A malignant tumor sheds cells which migrate to new tissues and create secondary tumors while a benign tumor does not generate secondary tumors. The process of generating secondary tumors is called metastasis and is a complex process in which tumor cells colonize sites distant from the primary tumor. Tumor metastasis remains the major cause of deaths in cancer patients, yet the molecular mechanisms underlying tumor cell dissemination are not clearly understood.

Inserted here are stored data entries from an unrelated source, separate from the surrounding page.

use crate::config::{DisplayConfig, ServerConfig};
use crate::error::Result;
use crate::events::{EventBus, FeedEvent};
use crate::history::{DetectionRecord, HistoryStore};
use crate::status::ConnectionStatus;
use chrono::Utc;
use chrono_tz::Tz;
use serde::Deserialize;
use serde_json::json;
use std::sync::Arc;
use std::time::SystemTime;
use tokio::io::{AsyncBufReadExt, AsyncWriteExt, BufReader};
use tokio::net::tcp::{OwnedReadHalf, OwnedWriteHalf};
use tokio::net::TcpStream;
use tokio::sync::{Mutex, RwLock};
use tokio_util::sync::CancellationToken;
use tracing::{debug, error, info, trace, warn};

/// Inbound wire frame, one JSON object per line.
///
/// Only `{"message": "New image", "url": ...}` is acted on; any other
/// decoded shape is ignored.
#[derive(Debug, Deserialize)]
struct InboundFrame {
    #[serde(default)]
    message: Option<String>,
    #[serde(default)]
    url: Option<String>,
}

/// Owns the live connection to the detection feed server.
///
/// One outbound TCP connection, opened by `start` and torn down by `stop`.
/// There is no auto-reconnect: a dropped connection surfaces as
/// `Disconnected` (or `Error`) in the status and stays there, matching the
/// documented behavior of the feed protocol.
pub struct FeedConnector {
    address: String,
    time_format: String,
    timezone: Tz,
    history: Arc<HistoryStore>,
    event_bus: Arc<EventBus>,
    status: Arc<RwLock<ConnectionStatus>>,
    current_image: Arc<RwLock<Option<String>>>,
    writer: Arc<Mutex<Option<OwnedWriteHalf>>>,
    cancellation_token: CancellationToken,
}

impl FeedConnector {
    pub fn new(
        server: &ServerConfig,
        display: &DisplayConfig,
        history: Arc<HistoryStore>,
        event_bus: Arc<EventBus>,
    ) -> Result<Self> {
        Ok(Self {
            address: server.address(),
            time_format: display.time_format.clone(),
            timezone: display.parsed_timezone()?,
            history,
            event_bus,
            status: Arc::new(RwLock::new(ConnectionStatus::default())),
            current_image: Arc::new(RwLock::new(None)),
            writer: Arc::new(Mutex::new(None)),
            cancellation_token: CancellationToken::new(),
        })
    }

    /// Open the feed connection and spawn the read loop
    pub async fn start(&self) -> Result<()> {
        info!("Connecting to detection feed at {}", self.address);

        let stream = match TcpStream::connect(&self.address).await {
            Ok(stream) => stream,
            Err(e) => {
                self.track(FeedEvent::ConnectionError {
                    error: e.to_string(),
                })
                .await;
                return Err(e.into());
            }
        };

        let (read_half, write_half) = stream.into_split();
        *self.writer.lock().await = Some(write_half);

        self.track(FeedEvent::ConnectionOpened {
            timestamp: SystemTime::now(),
        })
        .await;

        let connector = self.clone();
        tokio::spawn(async move {
            connector.read_loop(read_half).await;
        });

        Ok(())
    }

    /// Close the connection and stop the read loop
    pub async fn stop(&self) {
        info!("Stopping feed connector");
        self.cancellation_token.cancel();
        self.writer.lock().await.take();
        self.set_status(ConnectionStatus::Disconnected).await;
    }

    /// Current display status of the connection
    pub async fn status(&self) -> ConnectionStatus {
        *self.status.read().await
    }

    /// URL of the most recently announced detection image
    pub async fn current_image(&self) -> Option<String> {
        self.current_image.read().await.clone()
    }

    /// Whether the outbound half of the connection is open
    pub async fn is_connected(&self) -> bool {
        self.writer.lock().await.is_some()
    }

    /// Send the fire-and-forget refresh request over the open connection.
    ///
    /// No acknowledgment or timeout is defined for this message. When the
    /// connection is not open, the status becomes `RefreshUnavailable` and
    /// nothing is sent.
    pub async fn request_refresh(&self) -> Result<()> {
        let mut writer_guard = self.writer.lock().await;

        let writer = match writer_guard.as_mut() {
            Some(writer) => writer,
            None => {
                drop(writer_guard);
                self.track(FeedEvent::RefreshUnavailable {
                    timestamp: SystemTime::now(),
                })
                .await;
                return Ok(());
            }
        };

        let mut frame = serde_json::to_vec(&json!({"type": "refresh_request"}))?;
        frame.push(b'\n');

        if let Err(e) = writer.write_all(&frame).await {
            writer_guard.take();
            drop(writer_guard);
            self.track(FeedEvent::ConnectionError {
                error: e.to_string(),
            })
            .await;
            return Err(e.into());
        }
        drop(writer_guard);

        self.track(FeedEvent::RefreshRequested {
            timestamp: SystemTime::now(),
        })
        .await;
        Ok(())
    }

    async fn read_loop(&self, read_half: OwnedReadHalf) {
        let mut lines = BufReader::new(read_half).lines();

        loop {
            tokio::select! {
                _ = self.cancellation_token.cancelled() => {
                    debug!("Feed read loop stopping");
                    break;
                }
                line = lines.next_line() => match line {
                    Ok(Some(line)) => self.handle_frame(&line).await,
                    Ok(None) => {
                        self.writer.lock().await.take();
                        self.track(FeedEvent::ConnectionClosed {
                            timestamp: SystemTime::now(),
                        })
                        .await;
                        break;
                    }
                    Err(e) => {
                        self.writer.lock().await.take();
                        self.track(FeedEvent::ConnectionError {
                            error: e.to_string(),
                        })
                        .await;
                        break;
                    }
                }
            }
        }

        debug!("Feed read loop exited");
    }

    /// Decode one inbound line and act on a recognized detection message
    async fn handle_frame(&self, line: &str) {
        let frame: InboundFrame = match serde_json::from_str(line) {
            Ok(frame) => frame,
            Err(e) => {
                warn!("Ignoring malformed feed frame: {}", e);
                return;
            }
        };

        match (frame.message.as_deref(), frame.url) {
            (Some("New image"), Some(url)) => {
                let time = self.format_now();

                *self.current_image.write().await = Some(url.clone());

                let record = DetectionRecord::new(url.clone(), time.clone());
                if let Err(e) = self.history.append(record).await {
                    error!("Failed to persist detection record: {}", e);
                }

                self.track(FeedEvent::ImageDetected { url, time }).await;
            }
            _ => {
                trace!("Ignoring unrecognized feed frame");
            }
        }
    }

    /// Publish an event and apply its status transition, if any
    async fn track(&self, event: FeedEvent) {
        if let Some(status) = ConnectionStatus::for_event(&event) {
            self.set_status(status).await;
        }
        if let Err(e) = self.event_bus.publish(event).await {
            debug!("Event not delivered: {}", e);
        }
    }

    async fn set_status(&self, status: ConnectionStatus) {
        let mut current = self.status.write().await;
        if *current != status {
            debug!("Connection status: {} -> {}", current, status);
            *current = status;
        }
    }

    /// Wall-clock time formatted for display in the configured timezone
    fn format_now(&self) -> String {
        Utc::now()
            .with_timezone(&self.timezone)
            .format(&self.time_format)
            .to_string()
    }
}

impl Clone for FeedConnector {
    fn clone(&self) -> Self {
        Self {
            address: self.address.clone(),
            time_format: self.time_format.clone(),
            timezone: self.timezone,
            history: Arc::clone(&self.history),
            event_bus: Arc::clone(&self.event_bus),
            status: Arc::clone(&self.status),
            current_image: Arc::clone(&self.current_image),
            writer: Arc::clone(&self.writer),
            cancellation_token: self.cancellation_token.clone(),
        }
    }
}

Metastasis is a multi-step process in which tumor cells must detach from the primary tumor, invade the cellular matrix, penetrate through blood vessels, thus enter the circulatory system (intravasate), arrest at a distant site, exit the blood stream (extravasate), and grow. See, e.g., G. L. Nicolson (1982) Biochim. Biophis. Acta. 695: 113-176; G. L. Nicolson and G. Poste (1983) In. Rev. Exp. Pathol. 25: 77-181; G. Poste and I. J. Fidler (1980) Nature 283: 139-145; and E. Roos (1984) Biochim. Biophis. Acta. 738: 263-284. Given the complexity of the process, it is thought that numerous genes mediate tumor cell metastasis. Indeed, the metastatic phenotype has been correlated with expression of a variety of proteins, including proteases, adhesion molecules, and the like. However, evidence that a given protein is directly involved in dissemination is often lacking, or difficult to prove. L. A. Liotta and W. Stetler-Stevenson (1989) J. Natl. Cancer Inst. 81: 556-557.
The human epidermoid carcinoma, HEp-3, provides a unique system that can be used to detect and characterize genes which effect metastatic dissemination. HEp-3 cells, propagated by serial passage on the chick chorioallantoic membrane (CAM), are both tumorigenic and spontaneously metastatic (T+M+). L. Ossowski and E. Reich (1980a) Cancer Res. 40: 2300-2309. However, when such cells are grown continuously in vitro, they readily form primary tumors, but progressively become non-metastatic (T+M−) with time. L. Ossowski and E. Reich (1980b) Cancer Res. 40: 2310-2315. With prolonged cultivation in vitro, they eventually become non-tumorigenic also (T−M−). The loss of metastatic ability is reversible. T+M− cells carried on the chorioallantoic membrane for two to three passages regain the ability to form spontaneous metastases. Thus, by altering growth conditions, the metastatic potential of these cells can be manipulated by the investigator.
Human urokinase-type plasminogen activator (uPA) was shown to be directly involved in dissemination of HEp-3, as spontaneous metastasis of HEp-3 cells in the chick embryo was inhibited by antibodies that were specific for human uPA. L. Ossowski and E. Reich (1983b) Cell 35: 611-619. Subsequently, it was observed that inhibition of uPA activity blocked infiltration of the CAM mesenchyme by individual HEp-3 cells. L. Ossowski (1988a) Cell 52: 321-328. However, active uPA appeared to be required for tumor cell intravasation but not extravasation. L. Ossowski (1988a). Thus, some other factor(s) must be also involved in HEp-3 dissemination and in dissemination of cancer cells in general. J. P. Quigley et al. (1988) Ciba Foundation Symposium 141: 22-47, Brooks et al. (1993) J. Cell Biol. 122 (6): 1351-1359 and Testa, et al. in U.S. Pat. Nos. 6,245,898 and 6,498,014 describe the generation of monoclonal antibodies (mAbs), using “subtractive immunization”, which recognize cell surface antigens expressed on HEp-3 cells and inhibit tumor metastasis in the chorioallantoic membrane model. Nevertheless, these antigens have not been correlated to in vivo metastasis nor shown to be directly involved in the process of in vivo metastasis.
Consequently, there is a need to identify biological molecules that are functionally involved in cancer cell dissemination in order to develop therapies that can be used to inhibit the migration of tumor cells to new tissues. Also, methods to inhibit tumor cell metastasis and to diagnose cancer are needed to help in the battle to control cancer by reducing or eliminating the spread of cancer cells throughout the body of a mammal afflicted with cancer.